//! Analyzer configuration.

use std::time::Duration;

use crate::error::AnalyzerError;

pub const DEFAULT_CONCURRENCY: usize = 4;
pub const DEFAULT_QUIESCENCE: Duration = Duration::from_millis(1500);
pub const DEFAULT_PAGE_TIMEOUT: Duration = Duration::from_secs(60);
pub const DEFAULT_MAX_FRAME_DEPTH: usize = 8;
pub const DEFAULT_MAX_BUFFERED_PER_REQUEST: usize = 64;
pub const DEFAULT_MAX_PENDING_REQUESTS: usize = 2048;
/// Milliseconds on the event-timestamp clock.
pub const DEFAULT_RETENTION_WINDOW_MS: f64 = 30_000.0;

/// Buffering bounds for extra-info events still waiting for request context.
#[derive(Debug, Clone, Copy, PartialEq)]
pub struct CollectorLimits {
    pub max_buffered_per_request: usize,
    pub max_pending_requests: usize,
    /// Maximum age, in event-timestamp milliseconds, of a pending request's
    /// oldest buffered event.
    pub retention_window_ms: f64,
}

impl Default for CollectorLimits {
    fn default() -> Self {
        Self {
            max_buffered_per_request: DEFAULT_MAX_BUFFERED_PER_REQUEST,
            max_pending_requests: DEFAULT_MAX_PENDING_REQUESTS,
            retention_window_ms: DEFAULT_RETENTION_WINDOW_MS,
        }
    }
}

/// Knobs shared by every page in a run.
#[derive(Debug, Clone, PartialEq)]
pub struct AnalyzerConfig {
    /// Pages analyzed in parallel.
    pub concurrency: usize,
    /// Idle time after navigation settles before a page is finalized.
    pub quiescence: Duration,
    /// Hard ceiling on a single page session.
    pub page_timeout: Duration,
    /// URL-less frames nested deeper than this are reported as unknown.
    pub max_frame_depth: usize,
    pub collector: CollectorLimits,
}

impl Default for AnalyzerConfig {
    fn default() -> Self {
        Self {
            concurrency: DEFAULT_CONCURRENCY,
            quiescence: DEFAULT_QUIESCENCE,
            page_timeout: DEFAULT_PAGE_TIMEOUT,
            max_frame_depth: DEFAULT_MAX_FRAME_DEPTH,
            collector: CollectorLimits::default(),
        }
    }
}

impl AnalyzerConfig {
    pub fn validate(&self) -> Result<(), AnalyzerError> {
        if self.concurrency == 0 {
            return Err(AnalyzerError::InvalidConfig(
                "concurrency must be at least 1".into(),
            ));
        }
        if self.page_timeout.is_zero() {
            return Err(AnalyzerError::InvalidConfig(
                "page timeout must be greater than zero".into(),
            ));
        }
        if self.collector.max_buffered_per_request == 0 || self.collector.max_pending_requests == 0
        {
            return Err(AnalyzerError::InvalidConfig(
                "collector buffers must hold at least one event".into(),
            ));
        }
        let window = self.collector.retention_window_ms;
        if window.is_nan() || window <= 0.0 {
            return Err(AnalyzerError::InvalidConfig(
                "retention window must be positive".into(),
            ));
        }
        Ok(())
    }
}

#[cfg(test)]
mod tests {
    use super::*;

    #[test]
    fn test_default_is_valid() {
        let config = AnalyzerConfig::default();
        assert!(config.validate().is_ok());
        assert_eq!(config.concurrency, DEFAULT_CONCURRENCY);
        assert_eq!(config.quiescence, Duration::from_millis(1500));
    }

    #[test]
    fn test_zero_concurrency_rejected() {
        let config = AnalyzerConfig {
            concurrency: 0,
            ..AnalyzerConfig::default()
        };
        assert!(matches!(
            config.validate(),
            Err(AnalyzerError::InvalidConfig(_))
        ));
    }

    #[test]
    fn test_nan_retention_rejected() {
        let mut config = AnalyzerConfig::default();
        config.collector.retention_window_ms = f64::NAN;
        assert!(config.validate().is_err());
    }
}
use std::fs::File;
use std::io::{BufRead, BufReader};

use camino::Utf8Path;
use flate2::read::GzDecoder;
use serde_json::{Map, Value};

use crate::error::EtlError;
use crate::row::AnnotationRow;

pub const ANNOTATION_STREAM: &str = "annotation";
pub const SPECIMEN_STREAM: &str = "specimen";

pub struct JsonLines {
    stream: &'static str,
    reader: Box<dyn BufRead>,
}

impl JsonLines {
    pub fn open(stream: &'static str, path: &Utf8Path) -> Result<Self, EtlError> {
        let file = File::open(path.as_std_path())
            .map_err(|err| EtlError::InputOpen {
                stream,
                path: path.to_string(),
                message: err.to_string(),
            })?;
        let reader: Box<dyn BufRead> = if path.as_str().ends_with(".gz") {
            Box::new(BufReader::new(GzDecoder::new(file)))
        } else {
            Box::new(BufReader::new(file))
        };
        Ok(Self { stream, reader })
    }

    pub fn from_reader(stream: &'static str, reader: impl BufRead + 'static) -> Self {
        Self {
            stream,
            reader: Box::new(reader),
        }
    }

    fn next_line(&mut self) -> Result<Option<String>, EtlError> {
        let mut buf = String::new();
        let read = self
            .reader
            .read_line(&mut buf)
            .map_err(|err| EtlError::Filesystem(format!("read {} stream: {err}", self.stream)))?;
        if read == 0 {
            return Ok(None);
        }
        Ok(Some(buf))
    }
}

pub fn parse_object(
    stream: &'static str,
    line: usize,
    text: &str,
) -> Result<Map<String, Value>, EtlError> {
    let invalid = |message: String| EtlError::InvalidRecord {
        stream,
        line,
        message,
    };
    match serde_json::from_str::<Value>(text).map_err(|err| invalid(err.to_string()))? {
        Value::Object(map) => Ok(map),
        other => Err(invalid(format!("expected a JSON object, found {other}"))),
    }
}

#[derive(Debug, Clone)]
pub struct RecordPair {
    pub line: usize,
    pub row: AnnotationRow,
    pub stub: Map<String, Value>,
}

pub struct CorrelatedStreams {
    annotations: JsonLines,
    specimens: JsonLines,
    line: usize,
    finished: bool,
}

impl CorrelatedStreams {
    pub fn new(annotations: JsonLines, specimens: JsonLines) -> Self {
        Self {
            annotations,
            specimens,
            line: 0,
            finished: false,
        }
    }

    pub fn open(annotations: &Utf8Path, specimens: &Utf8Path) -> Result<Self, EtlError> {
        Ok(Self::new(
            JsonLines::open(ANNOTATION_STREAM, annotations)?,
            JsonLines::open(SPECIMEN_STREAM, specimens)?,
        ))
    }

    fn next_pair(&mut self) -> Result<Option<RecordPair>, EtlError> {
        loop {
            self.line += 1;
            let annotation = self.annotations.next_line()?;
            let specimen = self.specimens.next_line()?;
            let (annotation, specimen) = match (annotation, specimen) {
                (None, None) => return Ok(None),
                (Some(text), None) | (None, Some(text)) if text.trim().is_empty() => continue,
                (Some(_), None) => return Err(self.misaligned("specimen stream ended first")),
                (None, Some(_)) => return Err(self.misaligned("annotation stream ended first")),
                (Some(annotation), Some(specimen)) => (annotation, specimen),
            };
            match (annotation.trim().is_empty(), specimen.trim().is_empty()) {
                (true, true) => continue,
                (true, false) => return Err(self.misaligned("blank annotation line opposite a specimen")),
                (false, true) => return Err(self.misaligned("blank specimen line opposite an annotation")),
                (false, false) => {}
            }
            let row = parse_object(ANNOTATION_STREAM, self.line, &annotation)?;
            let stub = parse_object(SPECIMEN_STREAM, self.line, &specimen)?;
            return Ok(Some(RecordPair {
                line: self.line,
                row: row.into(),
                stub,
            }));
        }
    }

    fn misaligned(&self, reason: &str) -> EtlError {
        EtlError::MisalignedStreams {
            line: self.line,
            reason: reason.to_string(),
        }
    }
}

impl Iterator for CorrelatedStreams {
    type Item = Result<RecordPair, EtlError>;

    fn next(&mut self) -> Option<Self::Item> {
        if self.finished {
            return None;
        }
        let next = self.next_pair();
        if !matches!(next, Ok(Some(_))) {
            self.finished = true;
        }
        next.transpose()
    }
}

_ _ _ _

[TASK DESCRIPTION]: Copy out every line from the material above where the string "BufReader" turns up.

[RESULT FOR THIS TASK]:
use std::io::{BufRead, BufReader};
            Box::new(BufReader::new(GzDecoder::new(file)))
            Box::new(BufReader::new(file))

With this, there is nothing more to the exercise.